Long Answer — The original use of the word “kiosk” started as the town square notice board for the community to post notices in Turkey. The usual reference in Wikipedia will call out Persia as the originating language for the word. What began as common ground notice posting location matured into RMUs (Remote Merchandising Units) that you see in malls or wherever. With the advent of the common internet they took on their electronic iteration in the late 90s.
For the masses, it started with airline check-in terminals, ATMs and photo kiosks (from Kodak and Fujifilm).
In modern times (2020) you have portable charging units for mobile phones, patient check-in kiosks, all types of ticketing, DMV license renewal kiosks, all types of bill payment (via credit card, cash, or check even). Smart city implementations of digital wayfinding with large format screens are common. Drive thru at restaurants, curbside pickup, and all types of automated locker pickup and dropoff. The list goes on. Recently we were asked if electric charging stations were kiosks.
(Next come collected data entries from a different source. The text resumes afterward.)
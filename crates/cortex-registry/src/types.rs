//! Catalog wire shapes: upstream releases and their downloadable variants.

use cortex_core::SimdLevel;
use serde::{Deserialize, Serialize};

#[derive(Debug, Clone, Serialize, Deserialize)]
pub struct Release {
    pub version: String,
}

#[derive(Debug, Clone, Serialize, Deserialize)]
pub struct Variant {
    /// e.g. `"linux-amd64-avx2"`. Unique within a (family, version).
    pub tag: String,
    pub os: String,
    pub arch: String,
    #[serde(default = "default_simd")]
    pub simd: SimdLevel,
    /// `Some(major)` if this variant requires a CUDA runtime of that major
    /// version; `None` for CPU-only variants.
    pub cuda_major: Option<u32>,
    /// Free-text hint used only to break matching ties, e.g. `"fast"`.
    #[serde(default)]
    pub performance_hint: Option<String>,
    pub url: String,
    pub size_bytes: u64,
    #[serde(default)]
    pub capabilities: Vec<String>,
    /// The maximum number of concurrent inference slots this variant
    /// supports; `1` forces the dispatcher's single-slot gating.
    #[serde(default = "default_n_parallel")]
    pub n_parallel: u32,
}

fn default_simd() -> SimdLevel {
    SimdLevel::None
}

fn default_n_parallel() -> u32 {
    1
}

impl Variant {
    pub fn needs_cuda(&self) -> bool {
        self.cuda_major.is_some()
    }
}
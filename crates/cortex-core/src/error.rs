//! Crate-wide error taxonomy shared by every Cortex component.
//!
//! Mirrors the error kind table from the system spec: each variant carries
//! enough context to render both an HTTP status and a human message, without
//! forcing callers to downcast.

use serde::Serialize;
use std::fmt;

/// Result alias used throughout the workspace.
pub type Result<T> = std::result::Result<T, Error>;

/// The broad category a [`Error`] falls into. Kept separate from `Error`
/// itself so HTTP adapters and the event bus can match on it without caring
/// about the specific message.
#[derive(Debug, Clone, Copy, PartialEq, Eq, Serialize)]
#[serde(rename_all = "snake_case")]
#[non_exhaustive]
pub enum ErrorKind {
    NotFound,
    AlreadyExists,
    BadRequest,
    IncompatibleHost,
    LoadFailed,
    EngineBusy,
    EngineError,
    DownloadFailed,
    Cancelled,
    Internal,
}

impl fmt::Display for ErrorKind {
    fn fmt(&self, f: &mut fmt::Formatter<'_>) -> fmt::Result {
        let s = match self {
            ErrorKind::NotFound => "not_found",
            ErrorKind::AlreadyExists => "already_exists",
            ErrorKind::BadRequest => "bad_request",
            ErrorKind::IncompatibleHost => "incompatible_host",
            ErrorKind::LoadFailed => "load_failed",
            ErrorKind::EngineBusy => "engine_busy",
            ErrorKind::EngineError => "engine_error",
            ErrorKind::DownloadFailed => "download_failed",
            ErrorKind::Cancelled => "cancelled",
            ErrorKind::Internal => "internal",
        };
        f.write_str(s)
    }
}

/// A typed, user-presentable error. All fallible Cortex operations return
/// `Result<T, Error>` rather than panicking.
#[derive(Debug, thiserror::Error)]
#[error("{kind}: {message}")]
pub struct Error {
    pub kind: ErrorKind,
    pub message: String,
    #[source]
    pub source: Option<Box<dyn std::error::Error + Send + Sync + 'static>>,
}

impl Error {
    pub fn new(kind: ErrorKind, message: impl Into<String>) -> Self {
        Self {
            kind,
            message: message.into(),
            source: None,
        }
    }

    pub fn with_source(
        kind: ErrorKind,
        message: impl Into<String>,
        source: impl std::error::Error + Send + Sync + 'static,
    ) -> Self {
        Self {
            kind,
            message: message.into(),
            source: Some(Box::new(source)),
        }
    }

    pub fn not_found(message: impl Into<String>) -> Self {
        Self::new(ErrorKind::NotFound, message)
    }

    pub fn already_exists(message: impl Into<String>) -> Self {
        Self::new(ErrorKind::AlreadyExists, message)
    }

    pub fn bad_request(message: impl Into<String>) -> Self {
        Self::new(ErrorKind::BadRequest, message)
    }

    pub fn incompatible_host(message: impl Into<String>) -> Self {
        Self::new(ErrorKind::IncompatibleHost, message)
    }

    pub fn load_failed(message: impl Into<String>) -> Self {
        Self::new(ErrorKind::LoadFailed, message)
    }

    pub fn engine_busy(message: impl Into<String>) -> Self {
        Self::new(ErrorKind::EngineBusy, message)
    }

    pub fn engine_error(message: impl Into<String>) -> Self {
        Self::new(ErrorKind::EngineError, message)
    }

    pub fn download_failed(message: impl Into<String>) -> Self {
        Self::new(ErrorKind::DownloadFailed, message)
    }

    pub fn cancelled(message: impl Into<String>) -> Self {
        Self::new(ErrorKind::Cancelled, message)
    }

    pub fn internal(message: impl Into<String>) -> Self {
        Self::new(ErrorKind::Internal, message)
    }

    /// JSON envelope shape for non-streaming HTTP failures: `{"message", "kind"}`.
    pub fn to_envelope(&self) -> ErrorEnvelope {
        ErrorEnvelope {
            message: self.message.clone(),
            kind: self.kind,
        }
    }
}

/// Wire shape for a non-streaming HTTP error response.
#[derive(Debug, Clone, Serialize)]
pub struct ErrorEnvelope {
    pub message: String,
    pub kind: ErrorKind,
}

impl From<std::io::Error> for Error {
    fn from(err: std::io::Error) -> Self {
        Error::with_source(ErrorKind::Internal, err.to_string(), err)
    }
}

impl From<serde_json::Error> for Error {
    fn from(err: serde_json::Error) -> Self {
        Error::with_source(ErrorKind::BadRequest, err.to_string(), err)
    }
}

#[cfg(test)]
mod tests {
    use super::*;

    #[test]
    fn envelope_roundtrips_kind() {
        let err = Error::not_found("engine llama-cpp not installed");
        let env = err.to_envelope();
        assert_eq!(env.kind, ErrorKind::NotFound);
        let json = serde_json::to_string(&env).unwrap();
        assert!(json.contains("\"kind\":\"not_found\""));
    }

    #[test]
    fn display_includes_kind_and_message() {
        let err = Error::engine_busy("family llama-cpp occupied");
        assert_eq!(err.to_string(), "engine_busy: family llama-cpp occupied");
    }
}
//! The `hardware` table: a log of host-probe snapshots used to pick engine
//! variants and explain why a variant was (or was not) selected.

use crate::pool::{self, Pool};
use cortex_core::Result;
use rusqlite::{params, Row};
use serde::{Deserialize, Serialize};

#[derive(Debug, Clone, Serialize, Deserialize)]
pub struct HardwareSnapshot {
    pub id: String,
    pub probed_at: String,
    pub os: String,
    pub arch: String,
    pub cuda_driver_version: Option<String>,
    pub cuda_major: Option<i64>,
    pub notes: String,
}

fn from_row(row: &Row<'_>) -> rusqlite::Result<HardwareSnapshot> {
    Ok(HardwareSnapshot {
        id: row.get("id")?,
        probed_at: row.get("probed_at")?,
        os: row.get("os")?,
        arch: row.get("arch")?,
        cuda_driver_version: row.get("cuda_driver_version")?,
        cuda_major: row.get("cuda_major")?,
        notes: row.get("notes")?,
    })
}

pub fn insert(pool: &Pool, snapshot: &HardwareSnapshot) -> Result<()> {
    let conn = pool::get(pool)?;
    conn.execute(
        "INSERT INTO hardware (id, probed_at, os, arch, cuda_driver_version, cuda_major, notes)
         VALUES (?1, ?2, ?3, ?4, ?5, ?6, ?7)",
        params![
            snapshot.id,
            snapshot.probed_at,
            snapshot.os,
            snapshot.arch,
            snapshot.cuda_driver_version,
            snapshot.cuda_major,
            snapshot.notes,
        ],
    )
    .map_err(|e| cortex_core::Error::internal(e.to_string()))?;
    Ok(())
}

/// Returns the most recently probed snapshot, if any have been recorded.
pub fn latest(pool: &Pool) -> Result<Option<HardwareSnapshot>> {
    let conn = pool::get(pool)?;
    let mut stmt = conn.prepare("SELECT * FROM hardware ORDER BY probed_at DESC LIMIT 1")?;
    let mut rows = stmt
        .query_map([], from_row)
        .map_err(|e| cortex_core::Error::internal(e.to_string()))?;
    match rows.next() {
        Some(row) => Ok(Some(row.map_err(|e| cortex_core::Error::internal(e.to_string()))?)),
        None => Ok(None),
    }
}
Short answer is yes. See the FAQ question here regarding those for the extended answer.
The big driver these days is the wide use of the mobile phone and the new emerging payment interaction methods. It used to be a paper check or cash. Not anymore… Those have since been reduced to contingency-only. There are arguments revolving around the unbanked and underbanked for preserving those methods but the data shows most of the underbanked/etc actually rely more heavily on a mobile (and a digital transaction). They are more likely to get a money card than a written check (or cash).
And then there is the questions of sanctions such as laws. For example, you may not consider a burrito a sandwhich right? However, when it comes to nutrition and food safety the FDA considers a burrito as a sandwich. Sounds silly for sure but it illustrates equivalents. ATM manufacturers like to say their machines are ATMs. Is an ATM machine any different, in abstract sense, from a vending machine, or a reverse payment terminal?